Dataset excerpts:

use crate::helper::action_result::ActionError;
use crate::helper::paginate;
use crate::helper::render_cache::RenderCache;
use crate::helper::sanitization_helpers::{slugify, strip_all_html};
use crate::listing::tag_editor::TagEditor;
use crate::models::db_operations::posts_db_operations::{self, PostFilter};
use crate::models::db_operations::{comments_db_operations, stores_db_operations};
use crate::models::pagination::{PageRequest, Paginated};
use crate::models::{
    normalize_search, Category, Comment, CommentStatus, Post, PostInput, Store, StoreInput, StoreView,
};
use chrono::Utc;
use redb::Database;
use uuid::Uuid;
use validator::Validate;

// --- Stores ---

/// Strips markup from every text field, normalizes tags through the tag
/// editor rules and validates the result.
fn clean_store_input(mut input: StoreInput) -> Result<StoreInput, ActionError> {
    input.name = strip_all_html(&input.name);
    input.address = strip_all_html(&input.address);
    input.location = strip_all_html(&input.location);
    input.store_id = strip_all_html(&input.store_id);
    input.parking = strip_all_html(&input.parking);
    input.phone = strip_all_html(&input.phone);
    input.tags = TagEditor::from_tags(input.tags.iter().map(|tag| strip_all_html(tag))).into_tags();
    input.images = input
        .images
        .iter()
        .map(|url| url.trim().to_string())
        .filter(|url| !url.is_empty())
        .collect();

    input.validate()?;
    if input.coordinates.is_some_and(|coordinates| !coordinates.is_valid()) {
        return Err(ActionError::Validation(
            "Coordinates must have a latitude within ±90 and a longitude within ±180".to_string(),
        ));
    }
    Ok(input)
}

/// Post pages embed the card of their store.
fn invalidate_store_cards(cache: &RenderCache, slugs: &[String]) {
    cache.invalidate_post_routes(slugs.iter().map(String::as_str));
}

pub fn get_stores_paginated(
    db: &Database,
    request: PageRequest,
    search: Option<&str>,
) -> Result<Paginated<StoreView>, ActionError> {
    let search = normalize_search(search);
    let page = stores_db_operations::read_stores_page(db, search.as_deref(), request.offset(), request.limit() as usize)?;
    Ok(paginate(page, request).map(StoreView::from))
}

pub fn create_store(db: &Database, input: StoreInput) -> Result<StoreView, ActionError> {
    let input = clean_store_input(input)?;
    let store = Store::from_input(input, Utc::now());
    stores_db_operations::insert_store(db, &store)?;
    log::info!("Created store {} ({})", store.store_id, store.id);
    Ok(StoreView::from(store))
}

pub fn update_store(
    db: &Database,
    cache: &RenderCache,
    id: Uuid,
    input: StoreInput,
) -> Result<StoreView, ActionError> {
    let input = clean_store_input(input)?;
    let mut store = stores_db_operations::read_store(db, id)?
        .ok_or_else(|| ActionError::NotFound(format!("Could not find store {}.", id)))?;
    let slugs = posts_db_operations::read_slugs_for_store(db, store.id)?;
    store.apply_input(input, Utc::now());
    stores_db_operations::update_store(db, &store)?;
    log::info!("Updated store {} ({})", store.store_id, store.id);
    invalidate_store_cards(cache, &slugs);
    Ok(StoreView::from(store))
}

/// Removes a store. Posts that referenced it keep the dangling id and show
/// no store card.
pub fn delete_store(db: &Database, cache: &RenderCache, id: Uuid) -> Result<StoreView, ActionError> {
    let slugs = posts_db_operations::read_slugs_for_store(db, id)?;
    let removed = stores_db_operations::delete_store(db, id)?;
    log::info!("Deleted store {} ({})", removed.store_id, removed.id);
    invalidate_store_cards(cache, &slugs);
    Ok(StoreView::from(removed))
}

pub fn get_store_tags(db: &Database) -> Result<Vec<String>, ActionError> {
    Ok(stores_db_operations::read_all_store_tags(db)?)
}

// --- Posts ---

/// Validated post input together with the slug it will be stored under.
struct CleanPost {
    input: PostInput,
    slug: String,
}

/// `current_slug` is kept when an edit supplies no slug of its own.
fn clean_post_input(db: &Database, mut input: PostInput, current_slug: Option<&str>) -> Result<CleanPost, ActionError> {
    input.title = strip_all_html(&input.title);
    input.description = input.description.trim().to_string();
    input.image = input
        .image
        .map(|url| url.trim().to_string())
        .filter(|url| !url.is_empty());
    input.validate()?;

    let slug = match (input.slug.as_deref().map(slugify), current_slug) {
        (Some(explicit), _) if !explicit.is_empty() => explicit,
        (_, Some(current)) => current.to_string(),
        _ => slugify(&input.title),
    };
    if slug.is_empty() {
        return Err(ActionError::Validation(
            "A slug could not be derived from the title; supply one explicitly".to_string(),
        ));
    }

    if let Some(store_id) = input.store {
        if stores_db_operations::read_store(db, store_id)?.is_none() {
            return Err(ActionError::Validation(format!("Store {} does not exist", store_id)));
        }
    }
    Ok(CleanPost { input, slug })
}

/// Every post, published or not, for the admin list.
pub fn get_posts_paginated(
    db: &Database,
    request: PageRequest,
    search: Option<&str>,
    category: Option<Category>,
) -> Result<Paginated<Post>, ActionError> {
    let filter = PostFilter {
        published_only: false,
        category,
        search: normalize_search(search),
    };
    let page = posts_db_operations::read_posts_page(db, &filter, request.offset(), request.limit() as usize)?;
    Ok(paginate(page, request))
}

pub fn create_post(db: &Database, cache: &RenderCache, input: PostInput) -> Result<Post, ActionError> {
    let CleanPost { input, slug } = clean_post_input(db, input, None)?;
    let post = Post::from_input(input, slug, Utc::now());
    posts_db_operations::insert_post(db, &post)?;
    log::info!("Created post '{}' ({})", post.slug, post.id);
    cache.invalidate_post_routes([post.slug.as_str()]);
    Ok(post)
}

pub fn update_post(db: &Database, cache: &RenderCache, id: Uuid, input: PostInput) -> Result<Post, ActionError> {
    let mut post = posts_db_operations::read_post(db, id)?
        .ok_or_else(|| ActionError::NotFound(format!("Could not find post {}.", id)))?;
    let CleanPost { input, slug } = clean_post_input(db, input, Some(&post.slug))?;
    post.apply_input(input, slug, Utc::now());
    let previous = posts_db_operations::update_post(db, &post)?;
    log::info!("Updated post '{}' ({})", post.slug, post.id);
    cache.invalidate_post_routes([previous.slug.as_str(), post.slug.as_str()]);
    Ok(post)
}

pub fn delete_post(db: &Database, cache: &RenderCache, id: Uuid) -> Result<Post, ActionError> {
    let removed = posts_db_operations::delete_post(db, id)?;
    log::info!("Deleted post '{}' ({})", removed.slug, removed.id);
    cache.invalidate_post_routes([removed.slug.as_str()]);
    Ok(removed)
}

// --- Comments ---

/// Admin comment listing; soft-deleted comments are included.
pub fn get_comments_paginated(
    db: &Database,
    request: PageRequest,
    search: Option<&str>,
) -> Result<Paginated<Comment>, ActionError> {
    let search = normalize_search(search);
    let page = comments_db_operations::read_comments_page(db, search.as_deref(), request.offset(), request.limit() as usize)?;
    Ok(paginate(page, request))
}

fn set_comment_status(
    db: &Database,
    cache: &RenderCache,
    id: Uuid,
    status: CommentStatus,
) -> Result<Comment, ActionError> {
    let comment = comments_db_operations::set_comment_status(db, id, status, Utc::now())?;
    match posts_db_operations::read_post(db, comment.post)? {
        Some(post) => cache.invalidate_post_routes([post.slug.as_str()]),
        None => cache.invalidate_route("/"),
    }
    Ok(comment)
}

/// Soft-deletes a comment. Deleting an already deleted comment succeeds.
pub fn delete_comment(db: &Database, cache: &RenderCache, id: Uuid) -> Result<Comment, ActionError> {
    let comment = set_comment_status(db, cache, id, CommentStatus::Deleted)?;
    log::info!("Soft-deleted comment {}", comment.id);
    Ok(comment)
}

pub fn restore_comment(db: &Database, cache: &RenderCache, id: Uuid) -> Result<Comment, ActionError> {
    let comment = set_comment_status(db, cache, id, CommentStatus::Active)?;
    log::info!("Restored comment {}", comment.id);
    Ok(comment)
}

TASK DESCRIPTION: Your output must be an exact copy of every entry.

TASK OUTPUT:
use crate::helper::action_result::ActionError;
use crate::helper::paginate;
use crate::helper::render_cache::RenderCache;
use crate::helper::sanitization_helpers::{slugify, strip_all_html};
use crate::listing::tag_editor::TagEditor;
use crate::models::db_operations::posts_db_operations::{self, PostFilter};
use crate::models::db_operations::{comments_db_operations, stores_db_operations};
use crate::models::pagination::{PageRequest, Paginated};
use crate::models::{
    normalize_search, Category, Comment, CommentStatus, Post, PostInput, Store, StoreInput, StoreView,
};
use chrono::Utc;
use redb::Database;
use uuid::Uuid;
use validator::Validate;

// --- Stores ---

/// Strips markup from every text field, normalizes tags through the tag
/// editor rules and validates the result.
fn clean_store_input(mut input: StoreInput) -> Result<StoreInput, ActionError> {
    input.name = strip_all_html(&input.name);
    input.address = strip_all_html(&input.address);
    input.location = strip_all_html(&input.location);
    input.store_id = strip_all_html(&input.store_id);
    input.parking = strip_all_html(&input.parking);
    input.phone = strip_all_html(&input.phone);
    input.tags = TagEditor::from_tags(input.tags.iter().map(|tag| strip_all_html(tag))).into_tags();
    input.images = input
        .images
        .iter()
        .map(|url| url.trim().to_string())
        .filter(|url| !url.is_empty())
        .collect();

    input.validate()?;
    if input.coordinates.is_some_and(|coordinates| !coordinates.is_valid()) {
        return Err(ActionError::Validation(
            "Coordinates must have a latitude within ±90 and a longitude within ±180".to_string(),
        ));
    }
    Ok(input)
}

/// Post pages embed the card of their store.
fn invalidate_store_cards(cache: &RenderCache, slugs: &[String]) {
    cache.invalidate_post_routes(slugs.iter().map(String::as_str));
}

pub fn get_stores_paginated(
    db: &Database,
    request: PageRequest,
    search: Option<&str>,
) -> Result<Paginated<StoreView>, ActionError> {
    let search = normalize_search(search);
    let page = stores_db_operations::read_stores_page(db, search.as_deref(), request.offset(), request.limit() as usize)?;
    Ok(paginate(page, request).map(StoreView::from))
}

pub fn create_store(db: &Database, input: StoreInput) -> Result<StoreView, ActionError> {
    let input = clean_store_input(input)?;
    let store = Store::from_input(input, Utc::now());
    stores_db_operations::insert_store(db, &store)?;
    log::info!("Created store {} ({})", store.store_id, store.id);
    Ok(StoreView::from(store))
}

pub fn update_store(
    db: &Database,
    cache: &RenderCache,
    id: Uuid,
    input: StoreInput,
) -> Result<StoreView, ActionError> {
    let input = clean_store_input(input)?;
    let mut store = stores_db_operations::read_store(db, id)?
        .ok_or_else(|| ActionError::NotFound(format!("Could not find store {}.", id)))?;
    let slugs = posts_db_operations::read_slugs_for_store(db, store.id)?;
    store.apply_input(input, Utc::now());
    stores_db_operations::update_store(db, &store)?;
    log::info!("Updated store {} ({})", store.store_id, store.id);
    invalidate_store_cards(cache, &slugs);
    Ok(StoreView::from(store))
}

/// Removes a store. Posts that referenced it keep the dangling id and show
/// no store card.
pub fn delete_store(db: &Database, cache: &RenderCache, id: Uuid) -> Result<StoreView, ActionError> {
    let slugs = posts_db_operations::read_slugs_for_store(db, id)?;
    let removed = stores_db_operations::delete_store(db, id)?;
    log::info!("Deleted store {} ({})", removed.store_id, removed.id);
    invalidate_store_cards(cache, &slugs);
    Ok(StoreView::from(removed))
}

pub fn get_store_tags(db: &Database) -> Result<Vec<String>, ActionError> {
    Ok(stores_db_operations::read_all_store_tags(db)?)
}

// --- Posts ---

/// Validated post input together with the slug it will be stored under.
struct CleanPost {
    input: PostInput,
    slug: String,
}

/// `current_slug` is kept when an edit supplies no slug of its own.
fn clean_post_input(db: &Database, mut input: PostInput, current_slug: Option<&str>) -> Result<CleanPost, ActionError> {
    input.title = strip_all_html(&input.title);
    input.description = input.description.trim().to_string();
    input.image = input
        .image
        .map(|url| url.trim().to_string())
        .filter(|url| !url.is_empty());
    input.validate()?;

    let slug = match (input.slug.as_deref().map(slugify), current_slug) {
        (Some(explicit), _) if !explicit.is_empty() => explicit,
        (_, Some(current)) => current.to_string(),
        _ => slugify(&input.title),
    };
    if slug.is_empty() {
        return Err(ActionError::Validation(
            "A slug could not be derived from the title; supply one explicitly".to_string(),
        ));
    }

    if let Some(store_id) = input.store {
        if stores_db_operations::read_store(db, store_id)?.is_none() {
            return Err(ActionError::Validation(format!("Store {} does not exist", store_id)));
        }
    }
    Ok(CleanPost { input, slug })
}

/// Every post, published or not, for the admin list.
pub fn get_posts_paginated(
    db: &Database,
    request: PageRequest,
    search: Option<&str>,
    category: Option<Category>,
) -> Result<Paginated<Post>, ActionError> {
    let filter = PostFilter {
        published_only: false,
        category,
        search: normalize_search(search),
    };
    let page = posts_db_operations::read_posts_page(db, &filter, request.offset(), request.limit() as usize)?;
    Ok(paginate(page, request))
}

pub fn create_post(db: &Database, cache: &RenderCache, input: PostInput) -> Result<Post, ActionError> {
    let CleanPost { input, slug } = clean_post_input(db, input, None)?;
    let post = Post::from_input(input, slug, Utc::now());
    posts_db_operations::insert_post(db, &post)?;
    log::info!("Created post '{}' ({})", post.slug, post.id);
    cache.invalidate_post_routes([post.slug.as_str()]);
    Ok(post)
}

pub fn update_post(db: &Database, cache: &RenderCache, id: Uuid, input: PostInput) -> Result<Post, ActionError> {
    let mut post = posts_db_operations::read_post(db, id)?
        .ok_or_else(|| ActionError::NotFound(format!("Could not find post {}.", id)))?;
    let CleanPost { input, slug } = clean_post_input(db, input, Some(&post.slug))?;
    post.apply_input(input, slug, Utc::now());
    let previous = posts_db_operations::update_post(db, &post)?;
    log::info!("Updated post '{}' ({})", post.slug, post.id);
    cache.invalidate_post_routes([previous.slug.as_str(), post.slug.as_str()]);
    Ok(post)
}

pub fn delete_post(db: &Database, cache: &RenderCache, id: Uuid) -> Result<Post, ActionError> {
    let removed = posts_db_operations::delete_post(db, id)?;
    log::info!("Deleted post '{}' ({})", removed.slug, removed.id);
    cache.invalidate_post_routes([removed.slug.as_str()]);
    Ok(removed)
}

// --- Comments ---

/// Admin comment listing; soft-deleted comments are included.
pub fn get_comments_paginated(
    db: &Database,
    request: PageRequest,
    search: Option<&str>,
) -> Result<Paginated<Comment>, ActionError> {
    let search = normalize_search(search);
    let page = comments_db_operations::read_comments_page(db, search.as_deref(), request.offset(), request.limit() as usize)?;
    Ok(paginate(page, request))
}

fn set_comment_status(
    db: &Database,
    cache: &RenderCache,
    id: Uuid,
    status: CommentStatus,
) -> Result<Comment, ActionError> {
    let comment = comments_db_operations::set_comment_status(db, id, status, Utc::now())?;
    match posts_db_operations::read_post(db, comment.post)? {
        Some(post) => cache.invalidate_post_routes([post.slug.as_str()]),
        None => cache.invalidate_route("/"),
    }
    Ok(comment)
}

/// Soft-deletes a comment. Deleting an already deleted comment succeeds.
pub fn delete_comment(db: &Database, cache: &RenderCache, id: Uuid) -> Result<Comment, ActionError> {
    let comment = set_comment_status(db, cache, id, CommentStatus::Deleted)?;
    log::info!("Soft-deleted comment {}", comment.id);
    Ok(comment)
}

pub fn restore_comment(db: &Database, cache: &RenderCache, id: Uuid) -> Result<Comment, ActionError> {
    let comment = set_comment_status(db, cache, id, CommentStatus::Active)?;
    log::info!("Restored comment {}", comment.id);
    Ok(comment)
}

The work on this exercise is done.